> [ABOUT THIS EXERCISE]
Go through the data below line by line. Give only the number of lines that contain "while".

> [GIVEN INFORMATION]
★ ★ ★ ★ ★ ★ ★
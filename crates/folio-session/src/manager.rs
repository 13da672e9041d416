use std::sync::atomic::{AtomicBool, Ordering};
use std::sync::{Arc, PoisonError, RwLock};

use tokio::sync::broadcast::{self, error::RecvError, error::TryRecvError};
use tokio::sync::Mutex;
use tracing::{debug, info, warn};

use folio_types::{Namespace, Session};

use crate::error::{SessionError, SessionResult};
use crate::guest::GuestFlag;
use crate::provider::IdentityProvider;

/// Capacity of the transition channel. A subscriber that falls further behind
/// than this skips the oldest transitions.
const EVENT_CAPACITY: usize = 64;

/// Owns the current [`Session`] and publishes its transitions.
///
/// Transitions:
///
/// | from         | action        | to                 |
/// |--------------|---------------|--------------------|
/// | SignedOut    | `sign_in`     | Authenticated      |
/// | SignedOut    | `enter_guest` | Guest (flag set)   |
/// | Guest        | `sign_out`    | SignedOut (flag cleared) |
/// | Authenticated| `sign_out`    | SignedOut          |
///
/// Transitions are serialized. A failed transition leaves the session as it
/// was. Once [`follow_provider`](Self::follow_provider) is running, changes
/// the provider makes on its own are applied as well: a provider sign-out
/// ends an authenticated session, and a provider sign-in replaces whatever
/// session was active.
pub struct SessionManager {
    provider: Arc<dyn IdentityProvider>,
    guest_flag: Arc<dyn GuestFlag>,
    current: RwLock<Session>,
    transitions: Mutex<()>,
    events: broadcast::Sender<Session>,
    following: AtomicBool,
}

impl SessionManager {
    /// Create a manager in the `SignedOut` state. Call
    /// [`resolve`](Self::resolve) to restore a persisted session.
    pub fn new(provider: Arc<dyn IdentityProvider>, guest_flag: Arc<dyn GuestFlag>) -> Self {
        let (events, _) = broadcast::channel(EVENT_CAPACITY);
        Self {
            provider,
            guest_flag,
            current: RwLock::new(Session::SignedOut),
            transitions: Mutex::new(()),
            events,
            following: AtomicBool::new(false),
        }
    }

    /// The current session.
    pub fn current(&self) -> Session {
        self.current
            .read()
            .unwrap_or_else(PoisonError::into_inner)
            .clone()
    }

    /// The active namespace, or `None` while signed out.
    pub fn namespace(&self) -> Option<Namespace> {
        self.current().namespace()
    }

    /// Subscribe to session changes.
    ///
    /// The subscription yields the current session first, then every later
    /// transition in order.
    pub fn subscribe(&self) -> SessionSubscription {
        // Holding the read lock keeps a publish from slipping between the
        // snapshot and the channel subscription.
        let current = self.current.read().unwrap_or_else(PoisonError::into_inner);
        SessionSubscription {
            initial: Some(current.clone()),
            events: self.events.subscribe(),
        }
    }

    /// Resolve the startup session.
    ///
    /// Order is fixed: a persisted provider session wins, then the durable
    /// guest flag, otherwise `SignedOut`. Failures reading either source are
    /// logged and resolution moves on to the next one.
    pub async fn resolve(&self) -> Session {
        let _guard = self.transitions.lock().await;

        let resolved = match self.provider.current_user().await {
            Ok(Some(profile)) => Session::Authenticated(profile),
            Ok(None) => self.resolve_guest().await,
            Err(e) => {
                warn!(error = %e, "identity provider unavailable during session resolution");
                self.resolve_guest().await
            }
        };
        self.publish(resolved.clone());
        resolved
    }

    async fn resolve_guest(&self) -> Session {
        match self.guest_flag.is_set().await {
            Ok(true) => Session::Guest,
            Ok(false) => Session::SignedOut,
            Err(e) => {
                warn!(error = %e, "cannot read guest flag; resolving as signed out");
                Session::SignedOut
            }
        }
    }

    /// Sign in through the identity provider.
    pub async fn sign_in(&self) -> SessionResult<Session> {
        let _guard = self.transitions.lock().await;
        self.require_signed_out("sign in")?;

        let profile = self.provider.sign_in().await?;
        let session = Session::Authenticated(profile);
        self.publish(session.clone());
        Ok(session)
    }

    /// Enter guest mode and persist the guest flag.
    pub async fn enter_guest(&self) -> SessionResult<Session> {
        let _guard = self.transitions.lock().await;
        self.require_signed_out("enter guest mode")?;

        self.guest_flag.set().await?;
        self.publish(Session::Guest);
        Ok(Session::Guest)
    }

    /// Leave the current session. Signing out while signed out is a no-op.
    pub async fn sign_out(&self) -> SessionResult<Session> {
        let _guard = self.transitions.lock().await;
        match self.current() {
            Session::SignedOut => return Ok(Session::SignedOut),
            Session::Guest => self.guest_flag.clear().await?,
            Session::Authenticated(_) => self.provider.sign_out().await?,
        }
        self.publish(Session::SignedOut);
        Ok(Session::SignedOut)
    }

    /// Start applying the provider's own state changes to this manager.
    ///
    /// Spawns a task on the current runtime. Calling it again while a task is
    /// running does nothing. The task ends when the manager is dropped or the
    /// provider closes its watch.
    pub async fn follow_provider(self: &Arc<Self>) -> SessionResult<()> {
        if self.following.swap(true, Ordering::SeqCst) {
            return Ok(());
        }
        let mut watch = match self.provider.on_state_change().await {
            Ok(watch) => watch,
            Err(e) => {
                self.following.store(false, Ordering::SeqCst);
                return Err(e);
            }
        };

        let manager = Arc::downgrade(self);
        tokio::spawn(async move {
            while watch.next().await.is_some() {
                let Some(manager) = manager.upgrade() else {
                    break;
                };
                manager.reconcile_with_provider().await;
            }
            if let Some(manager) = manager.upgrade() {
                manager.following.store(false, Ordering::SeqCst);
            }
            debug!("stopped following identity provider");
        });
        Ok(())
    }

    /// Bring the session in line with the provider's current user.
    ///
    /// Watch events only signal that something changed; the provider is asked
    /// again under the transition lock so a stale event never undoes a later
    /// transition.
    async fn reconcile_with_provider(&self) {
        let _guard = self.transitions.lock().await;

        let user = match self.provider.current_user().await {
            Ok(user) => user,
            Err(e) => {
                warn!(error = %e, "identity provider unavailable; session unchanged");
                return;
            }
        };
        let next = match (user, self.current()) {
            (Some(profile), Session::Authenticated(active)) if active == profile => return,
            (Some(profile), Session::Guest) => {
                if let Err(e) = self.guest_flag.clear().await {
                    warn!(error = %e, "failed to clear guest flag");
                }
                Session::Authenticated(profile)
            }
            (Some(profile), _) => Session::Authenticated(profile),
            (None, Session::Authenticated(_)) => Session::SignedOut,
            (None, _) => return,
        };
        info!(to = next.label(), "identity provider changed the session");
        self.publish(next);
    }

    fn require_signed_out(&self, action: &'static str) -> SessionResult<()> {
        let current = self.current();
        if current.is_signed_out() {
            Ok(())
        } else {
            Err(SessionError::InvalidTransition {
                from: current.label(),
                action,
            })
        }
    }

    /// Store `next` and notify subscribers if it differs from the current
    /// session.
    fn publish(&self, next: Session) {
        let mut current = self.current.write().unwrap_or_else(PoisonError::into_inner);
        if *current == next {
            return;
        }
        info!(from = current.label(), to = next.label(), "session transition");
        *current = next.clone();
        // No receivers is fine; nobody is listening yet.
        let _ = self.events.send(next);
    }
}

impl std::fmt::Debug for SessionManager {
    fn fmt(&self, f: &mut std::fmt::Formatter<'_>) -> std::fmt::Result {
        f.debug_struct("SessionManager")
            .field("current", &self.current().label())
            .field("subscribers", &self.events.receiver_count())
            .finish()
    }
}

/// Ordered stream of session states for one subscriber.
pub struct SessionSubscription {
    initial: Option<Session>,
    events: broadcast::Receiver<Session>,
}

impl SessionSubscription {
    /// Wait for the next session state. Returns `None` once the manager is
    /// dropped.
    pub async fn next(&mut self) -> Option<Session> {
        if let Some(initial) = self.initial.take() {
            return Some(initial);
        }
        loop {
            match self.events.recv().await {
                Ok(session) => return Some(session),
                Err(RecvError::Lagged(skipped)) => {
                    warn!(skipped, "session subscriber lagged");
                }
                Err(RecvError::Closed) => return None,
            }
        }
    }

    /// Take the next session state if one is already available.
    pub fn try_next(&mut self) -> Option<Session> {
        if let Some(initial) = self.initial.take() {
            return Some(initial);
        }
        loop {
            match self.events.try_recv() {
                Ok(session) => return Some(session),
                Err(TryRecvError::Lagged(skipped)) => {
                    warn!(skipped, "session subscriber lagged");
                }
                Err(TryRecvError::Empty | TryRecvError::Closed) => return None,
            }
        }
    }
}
★ ★ ★ ★ ★ ★ ★
> [RESULT OF THE TASK]
4